Forderung nach differenzierter Betrachtung

Bredekamp fordert für den Umgang mit den Sammlungen in Deutschland ein "Ende der Gleichsetzerei" und er ruft seine Kollegen dazu auf, ihre Einschätzung zum Umgang mit den historischen Funden in den deutschen Museen in einen richtigen Rahmen zu stellen: "Die Wissenschaft muss zunächst einmal sich selbst jenseits von Zeitgeisten dieser Frage grundlegend stellen."
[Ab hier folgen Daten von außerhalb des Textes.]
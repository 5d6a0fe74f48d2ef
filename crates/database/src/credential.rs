//! Credential store operations.
//!
//! Secrets live encrypted in `api_credentials` and are decrypted only in
//! memory. When no active database row exists for a (service, name) pair the
//! lookup falls back to the `{SERVICE}_{NAME}` environment variable, so a
//! deployment can run without administrative setup.

use sqlx::SqlitePool;

use crate::crypto::SecretCipher;
use crate::error::Result;
use crate::models::ApiCredential;

/// Create or update a credential, encrypting the value at rest.
pub async fn upsert_credential(
    pool: &SqlitePool,
    cipher: &SecretCipher,
    service: &str,
    name: &str,
    value: &str,
    is_active: bool,
) -> Result<()> {
    let encrypted = cipher.encrypt(value)?;

    sqlx::query(
        r#"
        INSERT INTO api_credentials (service, name, encrypted_value, is_active)
        VALUES (?, ?, ?, ?)
        ON CONFLICT(service, name) DO UPDATE SET
            encrypted_value = excluded.encrypted_value,
            is_active = excluded.is_active,
            updated_at = datetime('now')
        "#,
    )
    .bind(service)
    .bind(name)
    .bind(&encrypted)
    .bind(is_active)
    .execute(pool)
    .await?;

    Ok(())
}

/// Get a credential row by (service, name), active or not.
pub async fn get_credential(
    pool: &SqlitePool,
    service: &str,
    name: &str,
) -> Result<Option<ApiCredential>> {
    let record = sqlx::query_as::<_, ApiCredential>(
        r#"
        SELECT id, service, name, encrypted_value, is_active
        FROM api_credentials
        WHERE service = ? AND name = ?
        "#,
    )
    .bind(service)
    .bind(name)
    .fetch_optional(pool)
    .await?;

    Ok(record)
}

/// Resolve a secret value for (service, name).
///
/// An active database row wins; otherwise the `{SERVICE}_{NAME}` environment
/// variable (uppercased) is consulted. Returns `None` when neither source has
/// a value.
pub async fn secret(
    pool: &SqlitePool,
    cipher: &SecretCipher,
    service: &str,
    name: &str,
) -> Result<Option<String>> {
    let record = sqlx::query_as::<_, ApiCredential>(
        r#"
        SELECT id, service, name, encrypted_value, is_active
        FROM api_credentials
        WHERE service = ? AND name = ? AND is_active = 1
        "#,
    )
    .bind(service)
    .bind(name)
    .fetch_optional(pool)
    .await?;

    if let Some(record) = record {
        return Ok(Some(cipher.decrypt(&record.encrypted_value)?));
    }

    let env_var = format!(
        "{}_{}",
        service.to_uppercase(),
        name.to_uppercase()
    );
    Ok(std::env::var(&env_var).ok().filter(|v| !v.is_empty()))
}
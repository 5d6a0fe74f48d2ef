//! Call ingestion: fetch call logs for enabled extensions, qualify events,
//! store new call records.
//!
//! A failing extension is logged and skipped; the pass continues with the
//! rest of the roster. Re-running a window is idempotent, duplicate call ids
//! count as skips.

use chrono::{DateTime, Utc};
use database::{call_record, extension, DatabaseError, Extension, NewCallRecord};
use pipeline_core::{qualify, Qualification, Telephony};
use sqlx::SqlitePool;
use tracing::{info, warn};

use crate::error::Result;
use crate::stats::IngestStats;

/// Ingest qualified calls for every enabled extension in the time window.
pub async fn ingest_calls(
    pool: &SqlitePool,
    telephony: &dyn Telephony,
    from: DateTime<Utc>,
    to: DateTime<Utc>,
) -> Result<IngestStats> {
    let extensions = extension::list_enabled(pool).await?;
    let mut stats = IngestStats::default();

    for ext in &extensions {
        if let Err(e) = ingest_extension(pool, telephony, ext, from, to, &mut stats).await {
            warn!(
                extension_id = %ext.extension_id,
                error = %e,
                "call ingest failed for extension"
            );
            stats.extensions_failed += 1;
        }
    }

    info!(
        extensions = extensions.len(),
        fetched = stats.fetched,
        ingested = stats.ingested,
        accepted = stats.accepted,
        missed = stats.missed,
        skipped = stats.skipped,
        failed = stats.extensions_failed,
        "call ingestion complete"
    );
    Ok(stats)
}

async fn ingest_extension(
    pool: &SqlitePool,
    telephony: &dyn Telephony,
    ext: &Extension,
    from: DateTime<Utc>,
    to: DateTime<Utc>,
    stats: &mut IngestStats,
) -> Result<()> {
    let events = telephony
        .list_call_log(&ext.extension_id, from, to)
        .await?;
    stats.fetched += events.len();

    for event in events {
        if event.id.is_empty() {
            warn!(extension_id = %ext.extension_id, "call event without id, skipping");
            stats.skipped += 1;
            continue;
        }

        let qualification = qualify(&event);
        let Some(call_type) = qualification.call_type() else {
            stats.skipped += 1;
            continue;
        };

        let record = NewCallRecord {
            call_id: event.id.clone(),
            extension_id: ext.extension_id.clone(),
            call_type: call_type.to_string(),
            direction: event.direction.clone(),
            caller_number: event.from.phone_number.clone(),
            caller_name: event.from.name.clone(),
            start_time: event.start_time.unwrap_or_else(Utc::now),
            end_time: event.end_time,
            duration: event.duration,
            recording_id: event.recording.as_ref().map(|r| r.id.clone()),
            recording_url: event.recording.as_ref().and_then(|r| r.content_uri.clone()),
            raw_payload: serde_json::to_string(&event.raw).ok(),
        };

        match call_record::try_insert(pool, &record).await {
            Ok(()) => {
                stats.ingested += 1;
                match qualification {
                    Qualification::Accepted => stats.accepted += 1,
                    Qualification::Missed => stats.missed += 1,
                    Qualification::Unqualified => {}
                }
            }
            Err(DatabaseError::AlreadyExists { .. }) => stats.skipped += 1,
            Err(e) => return Err(e.into()),
        }
    }

    Ok(())
}
//! Per-pass counters, logged by the worker after each run.

/// Outcome of one directory reconciliation pass.
#[derive(Debug, Clone, Copy, Default, PartialEq, Eq)]
pub struct ReconcileStats {
    /// Entries fetched from the platform after filtering.
    pub fetched: usize,
    pub inserted: usize,
    pub updated: usize,
    /// Local rows flagged inactive because they left the remote directory.
    pub deactivated: usize,
}

/// Outcome of one call ingestion pass.
#[derive(Debug, Clone, Copy, Default, PartialEq, Eq)]
pub struct IngestStats {
    /// Call events fetched across all enabled extensions.
    pub fetched: usize,
    /// New call records stored.
    pub ingested: usize,
    pub accepted: usize,
    pub missed: usize,
    /// Events dropped as unqualified or already ingested.
    pub skipped: usize,
    /// Extensions whose call-log fetch failed; the pass continues past them.
    pub extensions_failed: usize,
}

/// Outcome of one lead synchronization pass.
#[derive(Debug, Clone, Copy, Default, PartialEq, Eq)]
pub struct LeadSyncStats {
    /// Unprocessed call records picked up at the start of the pass.
    pub total: usize,
    /// Records that reached a terminal processed state this pass.
    pub processed: usize,
    pub created: usize,
    pub updated: usize,
    /// Records released back to the unprocessed set after a failure.
    pub failed: usize,
}
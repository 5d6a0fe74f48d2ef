//! CRM text formatting: call notes, lead fields, attachment filenames.

use chrono::{DateTime, Utc};
use database::CallRecord;

/// Title of the note appended to a lead for every synced call.
pub const NOTE_TITLE: &str = "Call Information";

/// CRM lead status for a stored call type.
pub fn lead_status_for(call_type: &str) -> &'static str {
    if call_type == "Missed" {
        "Missed Call"
    } else {
        "Accepted Call"
    }
}

/// The note body recorded against a lead for one call.
pub fn format_call_note(call: &CallRecord) -> String {
    let call_time = call.start_time.format("%Y-%m-%d %H:%M:%S");
    let duration = match call.duration {
        Some(secs) if secs != 0 => format!("{secs} seconds"),
        _ => "unknown duration".to_string(),
    };
    let caller_name = call
        .caller_name
        .as_deref()
        .filter(|name| !name.is_empty())
        .unwrap_or("Unknown");
    let recording = if call.recording_id.is_some() { "Yes" } else { "No" };

    format!(
        "{call_type} call received on {call_time}\n\
         ---\n\
         Call time: {call_time}\n\
         Call direction: {direction}\n\
         Call duration: {duration}\n\
         Caller number: {caller_number}\n\
         Caller name: {caller_name}\n\
         Extension ID: {extension_id}\n\
         Recording available: {recording}\n\
         Call ID: {call_id}",
        call_type = call.call_type,
        direction = call.direction,
        caller_number = call.caller_number,
        extension_id = call.extension_id,
        call_id = call.call_id,
    )
}

/// Lead description for the create path.
pub fn lead_description(call: &CallRecord) -> String {
    format!(
        "Lead created from {} call received on {}",
        call.call_type.to_lowercase(),
        call.start_time.format("%Y-%m-%d %H:%M:%S")
    )
}

/// Split a caller display name into CRM first/last name fields.
///
/// A single-token name becomes the first name; absent or empty names fall
/// back to the "Unknown Caller" placeholders.
pub fn split_caller_name(name: Option<&str>) -> (String, String) {
    match name.filter(|n| !n.trim().is_empty()) {
        Some(name) => match name.split_once(' ') {
            Some((first, rest)) => (first.to_string(), rest.to_string()),
            None => (name.to_string(), "Caller".to_string()),
        },
        None => ("Unknown".to_string(), "Caller".to_string()),
    }
}

/// File extension for a recording's content type.
pub fn file_extension_for(content_type: &str) -> &str {
    match content_type {
        "audio/mpeg" => "mp3",
        "audio/wav" => "wav",
        other => other.split_once('/').map(|(_, sub)| sub).unwrap_or("bin"),
    }
}

/// Attachment filename for a downloaded recording.
pub fn recording_filename(
    start_time: DateTime<Utc>,
    recording_id: &str,
    content_type: &str,
) -> String {
    format!(
        "{}_recording_{}.{}",
        start_time.format("%Y%m%d_%H%M%S"),
        recording_id,
        file_extension_for(content_type)
    )
}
Die Kunsthistorikerin Bénédicte Savoy hatte bereits im vergangenen Jahr als Mitglied des Beirats des Humboldt Forums für Schlagzeilen gesorgt. Sie hatte dem Humboldt Forum, in das auch das Ethnologische Museum Dahlem mit seinen Sammlungen zieht, vorgeworfen, die Geschichte seiner Objekte nicht offenlegen zu wollen. Angesprochen auf die Empfehlungen Savoys an Macron, findet Bredekamp diese "sehr verdienstvoll in der nach Ländern und Regionen geordneten Auflistung der Objekte, die effektiv geraubt wurden, in den Vorschlägen zur Inventarisierung und einer mittelfristigen Strategie, um zu Lösungen von Fällen zu kommen und auch vielleicht der Gesamtheit [des Umgangs mit dem kolonialen Erbe]."
Die Kunsthistorikerin Bénédicte Savoy
Die Thesen der Kunsthistorikerin Bénédicte Savoy sorgen für heiße Debatten auch über Frankreich hinaus. © AFP / Patrik Stollarz

Rückgabeforderung fußt auf falscher Grundannahme

Savoys Forderung, dass Sammlungsobjekte zurückzugeben seien, für die es keine klar nicht-kolonialen Herkunftsnachweise gebe, lehnt Bredekamp ab. Die Grundannahme, dass Objekte also nahezu immer geraubt wurden, wenn es nicht anders dokumentiert sei, sei eine "Umkehrung der Unschuldsvermutung, die mit einem modernen oder aufgeklärten Rechtssystem wenig zu tun hat".